# Task statement
Please copy each line of the records below that includes the word "Handling".

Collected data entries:
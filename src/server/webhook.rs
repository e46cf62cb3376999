//! Webhook endpoint handler.
//!
//! Deliveries are parsed and handled inline: the response is sent once every
//! GitHub call the event needs has completed.

use axum::body::Bytes;
use axum::extract::State;
use axum::http::{HeaderMap, StatusCode};
use axum::response::{IntoResponse, Response};
use thiserror::Error;
use tracing::{debug, info, warn};

use super::{AppState, GitHubConnector};
use crate::config::ConfigLoader;
use crate::types::DeliveryId;
use crate::webhooks::{HandlerError, HandlerOutcome, ParseError, handle_event, parse_webhook};

/// Header name for GitHub event type.
const HEADER_EVENT: &str = "x-github-event";
/// Header name for GitHub delivery ID.
const HEADER_DELIVERY: &str = "x-github-delivery";

/// Errors that can occur when processing a webhook.
#[derive(Debug, Error)]
pub enum WebhookError {
    /// Missing required header.
    #[error("missing required header: {0}")]
    MissingHeader(&'static str),

    /// The payload doesn't match the event type.
    #[error("invalid payload: {0}")]
    InvalidPayload(#[from] ParseError),

    /// Handling the event failed.
    #[error("failed to handle event: {0}")]
    Handler(#[from] HandlerError),
}

impl IntoResponse for WebhookError {
    fn into_response(self) -> Response {
        let status = match &self {
            WebhookError::MissingHeader(_) | WebhookError::InvalidPayload(_) => {
                StatusCode::BAD_REQUEST
            }
            WebhookError::Handler(_) => StatusCode::INTERNAL_SERVER_ERROR,
        };

        (status, self.to_string()).into_response()
    }
}

/// Webhook handler.
///
/// # Request
///
/// - Method: POST
/// - Required headers:
///   - `X-GitHub-Event`: Event type (e.g., "issue_comment", "merge_group")
/// - Optional headers:
///   - `X-GitHub-Delivery`: Delivery ID, for logs
/// - Body: JSON webhook payload
///
/// # Response
///
/// - 200 OK: Event handled, or nothing to do
/// - 400 Bad Request: Missing header or malformed payload
/// - 500 Internal Server Error: Handling failed
pub async fn webhook_handler<C, L>(
    State(app_state): State<AppState<C, L>>,
    headers: HeaderMap,
    body: Bytes,
) -> Result<(StatusCode, String), WebhookError>
where
    C: GitHubConnector,
    L: ConfigLoader + Send + Sync + 'static,
{
    let event_type = get_header(&headers, HEADER_EVENT)?;
    let delivery_id = get_header(&headers, HEADER_DELIVERY)
        .map(DeliveryId::new)
        .unwrap_or_else(|_| DeliveryId::new("unknown"));

    debug!(
        delivery_id = %delivery_id,
        event_type = %event_type,
        "Received webhook"
    );

    let event = match parse_webhook(&event_type, &body) {
        Ok(Some(event)) => event,
        Ok(None) => {
            debug!(delivery_id = %delivery_id, event_type = %event_type, "Ignoring event");
            return Ok((StatusCode::OK, "Ignored".to_string()));
        }
        Err(e) => {
            warn!(delivery_id = %delivery_id, error = %e, "Malformed webhook payload");
            return Err(e.into());
        }
    };

    let repo = event.repo_id().clone();
    let github = app_state.connector().connect(repo.clone());

    match handle_event(&event, &github, app_state.loader()).await {
        Ok(outcome) => {
            let summary = summarize(&outcome);
            info!(
                delivery_id = %delivery_id,
                repo = %repo,
                event_type = event.event_type(),
                outcome = %summary,
                "Webhook handled"
            );
            Ok((StatusCode::OK, summary))
        }
        Err(e) => {
            warn!(
                delivery_id = %delivery_id,
                repo = %repo,
                event_type = event.event_type(),
                error = %e,
                "Failed to handle webhook"
            );
            Err(e.into())
        }
    }
}

/// Extracts a required header value as a string.
fn get_header(headers: &HeaderMap, name: &'static str) -> Result<String, WebhookError> {
    headers
        .get(name)
        .and_then(|v| v.to_str().ok())
        .map(|s| s.to_string())
        .ok_or(WebhookError::MissingHeader(name))
}

fn summarize(outcome: &HandlerOutcome) -> String {
    match outcome {
        HandlerOutcome::Ignored(reason) => format!("Ignored: {}", reason),
        HandlerOutcome::Processed {
            dispatched,
            skipped,
            reused,
        } => format!(
            "Dispatched {}, skipped {}, reused {}",
            dispatched.len(),
            skipped.len(),
            reused.len()
        ),
        HandlerOutcome::ChecksReported { passed, failed } => {
            format!("Reported {} checks, {} failed", passed.len(), failed.len())
        }
    }
}

#[cfg(test)]
mod tests {
    use super::*;
    use crate::webhooks::IgnoreReason;

    #[test]
    fn get_header_missing() {
        let headers = HeaderMap::new();
        let result = get_header(&headers, HEADER_EVENT);
        assert!(matches!(
            result,
            Err(WebhookError::MissingHeader("x-github-event"))
        ));
    }

    #[test]
    fn get_header_present() {
        let mut headers = HeaderMap::new();
        headers.insert(HEADER_EVENT, "merge_group".parse().unwrap());
        assert_eq!(get_header(&headers, HEADER_EVENT).unwrap(), "merge_group");
    }

    #[test]
    fn error_status_codes() {
        let missing = WebhookError::MissingHeader(HEADER_EVENT).into_response();
        assert_eq!(missing.status(), StatusCode::BAD_REQUEST);

        let handler =
            WebhookError::Handler(HandlerError::GitHub("boom".to_string())).into_response();
        assert_eq!(handler.status(), StatusCode::INTERNAL_SERVER_ERROR);
    }

    #[test]
    fn outcome_summaries() {
        assert_eq!(
            summarize(&HandlerOutcome::Ignored(IgnoreReason::NoTrigger)),
            "Ignored: comment matches no trigger"
        );
        assert_eq!(
            summarize(&HandlerOutcome::Processed {
                dispatched: vec!["ci.yaml".into()],
                skipped: vec![],
                reused: vec!["e2e.yaml".into()],
            }),
            "Dispatched 1, skipped 0, reused 1"
        );
    }
}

# Reply
    /// Handling the event failed.
/// - 500 Internal Server Error: Handling failed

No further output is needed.